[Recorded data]
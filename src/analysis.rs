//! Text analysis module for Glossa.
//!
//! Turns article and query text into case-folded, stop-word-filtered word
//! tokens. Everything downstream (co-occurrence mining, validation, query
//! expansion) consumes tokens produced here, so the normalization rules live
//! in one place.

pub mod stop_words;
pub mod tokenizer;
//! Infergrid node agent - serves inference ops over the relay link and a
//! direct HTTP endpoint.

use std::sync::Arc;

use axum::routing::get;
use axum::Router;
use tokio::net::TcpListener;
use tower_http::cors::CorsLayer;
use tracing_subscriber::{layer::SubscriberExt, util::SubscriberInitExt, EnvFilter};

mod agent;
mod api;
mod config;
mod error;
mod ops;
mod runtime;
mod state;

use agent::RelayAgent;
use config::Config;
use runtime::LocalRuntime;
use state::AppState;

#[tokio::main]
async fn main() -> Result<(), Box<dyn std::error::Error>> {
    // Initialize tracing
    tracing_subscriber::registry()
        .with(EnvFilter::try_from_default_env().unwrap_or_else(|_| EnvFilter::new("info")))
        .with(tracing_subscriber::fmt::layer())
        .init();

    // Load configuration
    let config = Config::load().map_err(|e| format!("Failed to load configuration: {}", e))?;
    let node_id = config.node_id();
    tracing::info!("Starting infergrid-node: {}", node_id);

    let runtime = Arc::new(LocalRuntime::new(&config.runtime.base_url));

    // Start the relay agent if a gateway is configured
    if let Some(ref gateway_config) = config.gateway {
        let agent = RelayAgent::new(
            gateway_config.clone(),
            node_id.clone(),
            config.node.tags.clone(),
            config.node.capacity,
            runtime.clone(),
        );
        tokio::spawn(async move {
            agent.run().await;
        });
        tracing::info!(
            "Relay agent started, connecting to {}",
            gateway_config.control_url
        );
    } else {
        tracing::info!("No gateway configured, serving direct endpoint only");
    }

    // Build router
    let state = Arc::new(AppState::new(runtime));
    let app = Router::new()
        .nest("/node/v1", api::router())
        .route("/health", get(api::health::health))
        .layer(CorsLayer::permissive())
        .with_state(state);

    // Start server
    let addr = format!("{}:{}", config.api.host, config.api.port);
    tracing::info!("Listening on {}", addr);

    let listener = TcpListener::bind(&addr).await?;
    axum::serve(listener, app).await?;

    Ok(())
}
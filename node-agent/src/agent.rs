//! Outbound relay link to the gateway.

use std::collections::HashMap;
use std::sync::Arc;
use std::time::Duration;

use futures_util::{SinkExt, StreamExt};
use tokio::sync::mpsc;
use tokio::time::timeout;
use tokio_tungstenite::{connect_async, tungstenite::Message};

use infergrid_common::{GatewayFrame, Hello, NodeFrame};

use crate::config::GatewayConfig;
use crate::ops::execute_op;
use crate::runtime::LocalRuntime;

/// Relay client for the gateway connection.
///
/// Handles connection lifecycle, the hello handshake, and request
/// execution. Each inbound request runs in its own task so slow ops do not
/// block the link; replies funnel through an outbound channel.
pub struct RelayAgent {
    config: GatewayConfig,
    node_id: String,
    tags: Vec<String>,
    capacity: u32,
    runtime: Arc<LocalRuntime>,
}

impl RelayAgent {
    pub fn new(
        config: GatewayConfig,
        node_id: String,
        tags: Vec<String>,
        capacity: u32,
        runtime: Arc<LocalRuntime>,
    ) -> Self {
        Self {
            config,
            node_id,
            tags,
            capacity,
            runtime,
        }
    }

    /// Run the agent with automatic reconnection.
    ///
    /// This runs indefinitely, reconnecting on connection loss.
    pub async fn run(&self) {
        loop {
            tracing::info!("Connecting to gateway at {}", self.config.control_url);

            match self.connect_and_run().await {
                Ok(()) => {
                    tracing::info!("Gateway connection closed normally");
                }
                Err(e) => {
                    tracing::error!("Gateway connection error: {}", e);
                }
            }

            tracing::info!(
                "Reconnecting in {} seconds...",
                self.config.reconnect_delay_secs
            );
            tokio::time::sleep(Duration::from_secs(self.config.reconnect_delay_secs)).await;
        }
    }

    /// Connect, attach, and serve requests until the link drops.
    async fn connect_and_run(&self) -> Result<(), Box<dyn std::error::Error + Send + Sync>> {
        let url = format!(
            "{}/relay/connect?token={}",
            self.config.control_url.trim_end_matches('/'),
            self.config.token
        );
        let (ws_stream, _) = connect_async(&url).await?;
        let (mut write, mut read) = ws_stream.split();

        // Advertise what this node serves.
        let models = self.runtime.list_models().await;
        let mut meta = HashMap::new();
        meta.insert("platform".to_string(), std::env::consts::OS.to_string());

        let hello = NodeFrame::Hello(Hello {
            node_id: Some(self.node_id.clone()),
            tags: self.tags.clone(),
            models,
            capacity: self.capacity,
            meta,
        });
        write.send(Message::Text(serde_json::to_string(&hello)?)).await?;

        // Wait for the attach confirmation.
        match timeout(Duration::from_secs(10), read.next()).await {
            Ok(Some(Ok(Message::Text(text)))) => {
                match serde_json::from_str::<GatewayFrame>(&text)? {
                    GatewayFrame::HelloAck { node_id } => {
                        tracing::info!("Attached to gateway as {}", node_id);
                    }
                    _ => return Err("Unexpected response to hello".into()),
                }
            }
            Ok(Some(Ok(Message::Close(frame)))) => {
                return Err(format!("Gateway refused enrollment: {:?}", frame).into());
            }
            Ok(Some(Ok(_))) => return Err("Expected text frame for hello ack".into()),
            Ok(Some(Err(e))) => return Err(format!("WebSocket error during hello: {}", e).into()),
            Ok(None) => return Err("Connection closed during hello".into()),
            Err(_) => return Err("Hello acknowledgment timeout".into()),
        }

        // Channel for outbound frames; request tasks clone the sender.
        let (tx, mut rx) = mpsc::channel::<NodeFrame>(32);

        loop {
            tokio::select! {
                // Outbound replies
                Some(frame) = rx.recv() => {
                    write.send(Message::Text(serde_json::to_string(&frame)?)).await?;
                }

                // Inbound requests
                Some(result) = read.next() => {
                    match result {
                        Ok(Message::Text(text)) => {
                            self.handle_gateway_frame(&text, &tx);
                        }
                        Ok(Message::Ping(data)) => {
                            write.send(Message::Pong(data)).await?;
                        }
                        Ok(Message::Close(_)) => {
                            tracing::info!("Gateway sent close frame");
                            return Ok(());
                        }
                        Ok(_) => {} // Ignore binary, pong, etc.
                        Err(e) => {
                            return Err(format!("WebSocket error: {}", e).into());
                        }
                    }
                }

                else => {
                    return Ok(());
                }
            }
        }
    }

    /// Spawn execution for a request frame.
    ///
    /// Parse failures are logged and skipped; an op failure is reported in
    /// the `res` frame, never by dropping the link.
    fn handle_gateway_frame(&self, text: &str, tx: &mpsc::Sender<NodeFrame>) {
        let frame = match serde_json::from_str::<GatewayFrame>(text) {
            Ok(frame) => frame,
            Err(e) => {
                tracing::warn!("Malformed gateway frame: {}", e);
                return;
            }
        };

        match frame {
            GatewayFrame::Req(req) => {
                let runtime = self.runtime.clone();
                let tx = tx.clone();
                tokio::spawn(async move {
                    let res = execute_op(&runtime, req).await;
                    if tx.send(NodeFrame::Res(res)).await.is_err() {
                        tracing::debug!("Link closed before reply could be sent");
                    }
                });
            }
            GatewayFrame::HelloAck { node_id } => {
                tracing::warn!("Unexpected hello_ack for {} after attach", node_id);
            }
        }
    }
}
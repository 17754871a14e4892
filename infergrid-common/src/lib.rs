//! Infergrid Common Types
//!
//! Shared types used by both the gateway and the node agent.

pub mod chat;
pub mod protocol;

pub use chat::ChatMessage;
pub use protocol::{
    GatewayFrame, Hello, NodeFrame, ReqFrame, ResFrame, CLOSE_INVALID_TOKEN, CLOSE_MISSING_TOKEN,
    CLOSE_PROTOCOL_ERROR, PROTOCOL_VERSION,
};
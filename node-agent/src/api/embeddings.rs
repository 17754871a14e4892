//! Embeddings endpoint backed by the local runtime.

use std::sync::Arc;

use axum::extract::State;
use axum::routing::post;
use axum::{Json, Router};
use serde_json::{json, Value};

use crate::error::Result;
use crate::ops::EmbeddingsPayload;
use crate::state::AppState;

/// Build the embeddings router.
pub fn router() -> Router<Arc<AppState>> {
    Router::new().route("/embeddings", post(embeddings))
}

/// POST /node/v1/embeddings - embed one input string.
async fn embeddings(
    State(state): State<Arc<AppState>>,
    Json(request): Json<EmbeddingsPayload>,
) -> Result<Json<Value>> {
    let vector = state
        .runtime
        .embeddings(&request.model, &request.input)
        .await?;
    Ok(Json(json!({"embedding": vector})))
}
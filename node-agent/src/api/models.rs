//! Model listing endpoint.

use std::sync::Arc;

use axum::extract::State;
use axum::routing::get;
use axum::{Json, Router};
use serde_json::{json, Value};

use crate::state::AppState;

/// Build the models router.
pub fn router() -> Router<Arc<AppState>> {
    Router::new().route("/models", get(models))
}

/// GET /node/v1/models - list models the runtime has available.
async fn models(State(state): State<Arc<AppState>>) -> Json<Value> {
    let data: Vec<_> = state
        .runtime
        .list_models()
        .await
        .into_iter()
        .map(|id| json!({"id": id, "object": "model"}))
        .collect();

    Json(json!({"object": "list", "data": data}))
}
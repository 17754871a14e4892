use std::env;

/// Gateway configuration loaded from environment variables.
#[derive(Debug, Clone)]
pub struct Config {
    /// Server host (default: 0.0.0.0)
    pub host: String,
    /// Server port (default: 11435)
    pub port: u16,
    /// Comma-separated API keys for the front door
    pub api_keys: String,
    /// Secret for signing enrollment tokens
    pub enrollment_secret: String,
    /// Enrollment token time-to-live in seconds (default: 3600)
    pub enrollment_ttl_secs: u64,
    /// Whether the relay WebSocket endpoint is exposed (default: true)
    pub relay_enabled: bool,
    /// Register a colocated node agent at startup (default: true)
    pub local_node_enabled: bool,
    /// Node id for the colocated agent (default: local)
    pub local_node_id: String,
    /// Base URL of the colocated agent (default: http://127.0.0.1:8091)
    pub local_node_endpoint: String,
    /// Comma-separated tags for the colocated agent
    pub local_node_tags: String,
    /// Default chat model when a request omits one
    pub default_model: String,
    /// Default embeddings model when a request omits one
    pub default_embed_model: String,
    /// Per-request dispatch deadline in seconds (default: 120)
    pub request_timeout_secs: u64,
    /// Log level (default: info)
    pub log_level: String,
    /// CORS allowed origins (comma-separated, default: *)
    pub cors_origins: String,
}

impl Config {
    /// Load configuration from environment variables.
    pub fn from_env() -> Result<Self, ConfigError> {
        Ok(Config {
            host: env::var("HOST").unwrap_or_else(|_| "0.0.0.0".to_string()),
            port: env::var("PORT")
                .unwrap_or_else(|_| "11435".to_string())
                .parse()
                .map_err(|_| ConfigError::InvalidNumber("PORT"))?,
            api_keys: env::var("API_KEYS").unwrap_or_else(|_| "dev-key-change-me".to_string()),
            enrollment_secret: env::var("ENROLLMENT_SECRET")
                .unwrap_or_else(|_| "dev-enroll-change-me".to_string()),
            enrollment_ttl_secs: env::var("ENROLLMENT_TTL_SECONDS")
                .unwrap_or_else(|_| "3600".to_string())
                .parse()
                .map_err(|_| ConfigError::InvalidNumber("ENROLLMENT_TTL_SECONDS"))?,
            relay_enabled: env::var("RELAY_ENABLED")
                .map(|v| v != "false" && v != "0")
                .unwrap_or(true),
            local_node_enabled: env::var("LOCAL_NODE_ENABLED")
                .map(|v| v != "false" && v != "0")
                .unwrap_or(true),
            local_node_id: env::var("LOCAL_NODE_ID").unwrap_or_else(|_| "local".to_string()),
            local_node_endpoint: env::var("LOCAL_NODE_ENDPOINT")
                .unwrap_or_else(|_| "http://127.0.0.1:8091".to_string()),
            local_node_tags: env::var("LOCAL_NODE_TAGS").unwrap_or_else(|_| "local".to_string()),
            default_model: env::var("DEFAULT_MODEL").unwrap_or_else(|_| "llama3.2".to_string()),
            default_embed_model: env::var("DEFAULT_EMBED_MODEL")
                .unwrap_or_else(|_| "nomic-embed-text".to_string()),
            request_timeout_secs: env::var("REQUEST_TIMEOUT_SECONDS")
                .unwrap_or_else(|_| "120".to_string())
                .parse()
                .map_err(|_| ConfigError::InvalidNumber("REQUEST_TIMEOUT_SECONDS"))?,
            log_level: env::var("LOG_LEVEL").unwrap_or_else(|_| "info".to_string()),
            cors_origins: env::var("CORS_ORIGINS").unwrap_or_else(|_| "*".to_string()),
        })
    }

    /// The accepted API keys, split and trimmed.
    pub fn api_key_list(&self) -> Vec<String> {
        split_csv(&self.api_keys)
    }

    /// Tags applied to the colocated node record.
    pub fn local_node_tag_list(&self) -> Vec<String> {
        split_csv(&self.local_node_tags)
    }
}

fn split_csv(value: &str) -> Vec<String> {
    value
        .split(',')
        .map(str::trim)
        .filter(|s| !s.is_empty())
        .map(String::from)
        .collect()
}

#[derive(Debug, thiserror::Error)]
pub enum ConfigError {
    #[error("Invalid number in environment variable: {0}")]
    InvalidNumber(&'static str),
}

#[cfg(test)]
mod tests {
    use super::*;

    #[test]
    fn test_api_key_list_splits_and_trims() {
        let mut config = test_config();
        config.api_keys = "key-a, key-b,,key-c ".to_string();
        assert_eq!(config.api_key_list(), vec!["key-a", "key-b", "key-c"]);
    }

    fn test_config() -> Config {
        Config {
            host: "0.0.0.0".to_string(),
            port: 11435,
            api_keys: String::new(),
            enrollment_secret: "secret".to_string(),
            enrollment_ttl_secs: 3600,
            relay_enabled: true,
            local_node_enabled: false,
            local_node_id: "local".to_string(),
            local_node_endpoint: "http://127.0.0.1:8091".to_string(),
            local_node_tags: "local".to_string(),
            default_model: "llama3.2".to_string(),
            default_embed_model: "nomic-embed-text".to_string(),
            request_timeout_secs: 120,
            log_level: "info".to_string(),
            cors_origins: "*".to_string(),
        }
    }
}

EXERCISE DETAILS
Using the entries shown above, reproduce verbatim the lines from the line bearing "let vector = state" to the line bearing "use std::env;", inclusive.

RESULT
    let vector = state
        .runtime
        .embeddings(&request.model, &request.input)
        .await?;
    Ok(Json(json!({"embedding": vector})))
}
filename node-agent/src/api/models.rs
//! Model listing endpoint.

use std::sync::Arc;

use axum::extract::State;
use axum::routing::get;
use axum::{Json, Router};
use serde_json::{json, Value};

use crate::state::AppState;

/// Build the models router.
pub fn router() -> Router<Arc<AppState>> {
    Router::new().route("/models", get(models))
}

/// GET /node/v1/models - list models the runtime has available.
async fn models(State(state): State<Arc<AppState>>) -> Json<Value> {
    let data: Vec<_> = state
        .runtime
        .list_models()
        .await
        .into_iter()
        .map(|id| json!({"id": id, "object": "model"}))
        .collect();

    Json(json!({"object": "list", "data": data}))
}
repository 17754871a14e4892
use std::env;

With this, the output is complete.